The first tranche of the first-ever electoral bonds was issued through select State Bank of India branches across the country between March 1 and 10. “At a time when we were struggling to raise money, we received ₹6 crore worth of electoral bonds,” JD(S) chief and former Prime Minister and H.D. Deve Gowda told The Hindu recently.

While the JD(S) split from the erstwhile Janata Dal in 1999, the party was part of a coalition government with the Congress first and then the BJP between 2004 and 2007. It has since never been in a position of power.

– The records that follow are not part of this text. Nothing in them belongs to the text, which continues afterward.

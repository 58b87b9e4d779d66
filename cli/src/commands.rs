//! Line-oriented command worker
//!
//! Runs inside the worker thread. Each line read from the redirected
//! stdin is one command:
//!
//! - `echo <text>`: print the text
//! - `upper <text>`: print the text upper-cased
//! - `count`: print how many lines were read so far
//! - `spam <n>`: print `n` lines without ever blocking; lines that do not
//!   fit are dropped and the summary says how many made it
//! - `quit [code]`: print `bye` and exit with `code` (default 0)

use stdio_io::StdinReader;
use thread_stdio::{stdio_printf, IoMode, StdioError, StdioRedirect, ThreadWithStdio};
use tracing::{debug, warn};

const PROMPT: &str = "> ";

#[derive(Debug, Clone, PartialEq, Eq)]
pub enum Command<'a> {
    Empty,
    Echo(&'a str),
    Upper(&'a str),
    Count,
    Spam(usize),
    Quit(i32),
    Unknown(&'a str),
}

impl<'a> Command<'a> {
    #[must_use]
    pub fn parse(line: &'a str) -> Self {
        let line = line.trim_end_matches('\r');
        let (name, arg) = match line.trim_start().split_once(' ') {
            Some((name, arg)) => (name, arg),
            None => (line.trim(), ""),
        };
        match name {
            "" => Command::Empty,
            "echo" => Command::Echo(arg),
            "upper" => Command::Upper(arg),
            "count" => Command::Count,
            "spam" => arg
                .trim()
                .parse()
                .map_or(Command::Unknown(line), Command::Spam),
            "quit" if arg.trim().is_empty() => Command::Quit(0),
            "quit" => arg
                .trim()
                .parse()
                .map_or(Command::Unknown(line), Command::Quit),
            _ => Command::Unknown(line),
        }
    }
}

/// Worker entry: serve commands until `quit` or end of input
pub fn execute(thr: &ThreadWithStdio) -> i32 {
    match serve(thr.stdio()) {
        Ok(code) => code,
        Err(StdioError::BrokenPipe) => {
            debug!("handle closed while replying");
            0
        }
        Err(e) => {
            warn!(error = %e, "command worker failed");
            1
        }
    }
}

fn serve(stdio: &StdioRedirect) -> Result<i32, StdioError> {
    let mut reader = StdinReader::new(stdio);
    let mut lines = 0usize;

    loop {
        stdio_printf!(stdio, IoMode::Blocking, "{PROMPT}")?;
        let Some(line) = reader.read_line_string()? else {
            return Ok(0);
        };
        lines += 1;

        match Command::parse(&line) {
            Command::Empty => {}
            Command::Echo(text) => {
                stdio_printf!(stdio, IoMode::Blocking, "{text}\n")?;
            }
            Command::Upper(text) => {
                stdio_printf!(stdio, IoMode::Blocking, "{}\n", text.to_uppercase())?;
            }
            Command::Count => {
                stdio_printf!(stdio, IoMode::Blocking, "{lines}\n")?;
            }
            Command::Spam(n) => {
                let written = spam(stdio, n)?;
                stdio_printf!(stdio, IoMode::Blocking, "spam: {written} of {n} lines\n")?;
            }
            Command::Quit(code) => {
                stdio_printf!(stdio, IoMode::Blocking, "bye\n")?;
                return Ok(code);
            }
            Command::Unknown(text) => {
                stdio_printf!(stdio, IoMode::Blocking, "unknown command: {text}\n")?;
            }
        }
    }
}

/// Producer that never waits on the reader
fn spam(stdio: &StdioRedirect, n: usize) -> Result<usize, StdioError> {
    let mut written = 0;
    for i in 0..n {
        match stdio_printf!(stdio, IoMode::NonBlocking, "spam {i}\n") {
            Ok(_) => written += 1,
            Err(StdioError::WouldBlock) => {}
            Err(e) => return Err(e),
        }
    }
    Ok(written)
}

According to Mr. Gowda, the party requires between ₹30 crore and ₹40 crore to fund the elections. “Someone handed over the bonds to me. I have given authority to (former Chief Minister and party State president) H.D. Kumaraswamy to sign and utilise the money for election expenses,” said Mr. Gowda without identifying the donor.

Incidentally, in an analysis conducted by the Association for Democratic Reforms (ADR), which was released recently, the JD(S) and YSR Congress were the only two political parties among the 20 assessed to have declared negative amount in their capital or reserve funds between 2011-2012 and 2015-2016. The analysis revealed that the JD(S) spent ₹16.24 crore during the period without any income.

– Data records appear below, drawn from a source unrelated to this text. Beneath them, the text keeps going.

//! Readiness polling
//!
//! A `PollTable` is handed to `FileOps::poll`, which registers it on the
//! wait queues it depends on (`poll_wait`) before computing its mask.
//! `poll` then sleeps on the table until one of those queues is notified.
//!
//! Dropping the table removes its entry from every queue it registered
//! on, so queues that never fired do not keep dead waiters.

use bitflags::bitflags;
use parking_lot::Mutex;
use std::sync::Arc;
use std::time::{Duration, Instant};

use crate::file_ops::FileOps;
use crate::readiness::{PollEntry, ReadinessQueue, WaitQueueId, WakeArg};

bitflags! {
    /// Readiness bits, same values as the POSIX `POLL*` constants
    #[derive(Debug, Clone, Copy, PartialEq, Eq, Hash)]
    pub struct PollMask: u16 {
        const IN = 0x001;
        const OUT = 0x004;
        const ERR = 0x008;
        const HUP = 0x010;
    }
}

/// Longest single sleep of an unbounded poll before it re-polls
const POLL_SLICE: Duration = Duration::from_secs(1);

/// Interest registration for one poll call
#[derive(Debug, Default)]
pub struct PollTable {
    entry: Arc<PollEntry>,
    registered: Mutex<Vec<(ReadinessQueue, WaitQueueId)>>,
}

impl PollTable {
    #[must_use]
    pub fn new() -> Self {
        Self::default()
    }

    /// Ask to be woken when `id` is notified
    pub fn poll_wait(&self, queue: &ReadinessQueue, id: WaitQueueId) {
        if !queue.register(id, &self.entry, "poll") {
            log::trace!("poll_wait: {id:?} no longer listed");
            return;
        }
        let mut registered = self.registered.lock();
        if !registered.iter().any(|(q, i)| *i == id && q.same_as(queue)) {
            registered.push((queue.clone(), id));
        }
    }

    /// Sleep until a registered queue is notified, or `timeout`
    pub fn wait(&self, timeout: Duration) -> Option<WakeArg> {
        self.entry.wait_timeout(timeout)
    }
}

impl Drop for PollTable {
    fn drop(&mut self) {
        for (queue, id) in self.registered.get_mut().drain(..) {
            queue.unregister(id, &self.entry);
        }
    }
}

/// Wait until `ops` reports any bit of `interest`, or `HUP`/`ERR`.
///
/// `None` waits forever (in bounded slices). Returns the ready bits, or
/// an empty mask on timeout.
pub fn poll(ops: &dyn FileOps, interest: PollMask, timeout: Option<Duration>) -> PollMask {
    let table = PollTable::new();
    let deadline = timeout.map(|t| Instant::now() + t);
    loop {
        let ready = ops.poll(Some(&table)) & (interest | PollMask::HUP | PollMask::ERR);
        if !ready.is_empty() {
            return ready;
        }
        let sleep = match deadline {
            None => POLL_SLICE,
            Some(deadline) => {
                let now = Instant::now();
                if now >= deadline {
                    return PollMask::empty();
                }
                (deadline - now).min(POLL_SLICE)
            }
        };
        table.wait(sleep);
    }
}

#[cfg(test)]
mod tests {
    use super::*;

    #[test]
    fn test_mask_bits() {
        let mask = PollMask::IN | PollMask::HUP;
        assert_eq!(mask.bits(), 0x011);
        assert!(!mask.contains(PollMask::OUT));
    }

    #[test]
    fn test_dropped_table_leaves_no_waiters() {
        let queue = ReadinessQueue::new();
        let fired = queue.allocate("fired");
        let idle = queue.allocate("idle");

        for _ in 0..50 {
            let table = PollTable::new();
            table.poll_wait(&queue, fired);
            table.poll_wait(&queue, idle);
            table.poll_wait(&queue, idle);
            queue.notify(fired, 1);
            assert_eq!(table.wait(Duration::from_millis(1)), Some(1));
        }

        assert_eq!(queue.waiter_count(fired), 0);
        assert_eq!(queue.waiter_count(idle), 0);
    }
}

According to the ADR survey, the party’s borrowing from banks, overdraft and sundry creditors was ₹2.04 crore in 2011-2012. The cumulative amount went up to ₹18.73 crore by 2015-2016. The highest borrowing — ₹7.04 crore — was in 2015-2016.

“I do not go to anybody [seeking funds]. In the past, I have taken loans, including from private financiers, to protect the party,” said Mr. Gowda, who has previously spoken about the problem of fundraising for the party in the public.

What is an electoral bond?

Electoral bonds aim to account for the money donated to political parties and are expected to clean the system of political funding. It was mooted in the 2017-2018 Union Budget, and the first window opened between March 1 and March 10. Political parties that garnered at least 1% of votes in the recent Parliamentary or Assembly elections will be able to receive donations through bonds. The bonds are like promissory notes and the parties have to encash them through their Election Commission-verified bank account within 15 days. However, the EC has expressed concern about excluding electoral bonds from being reported as it could impact transparency in political financing.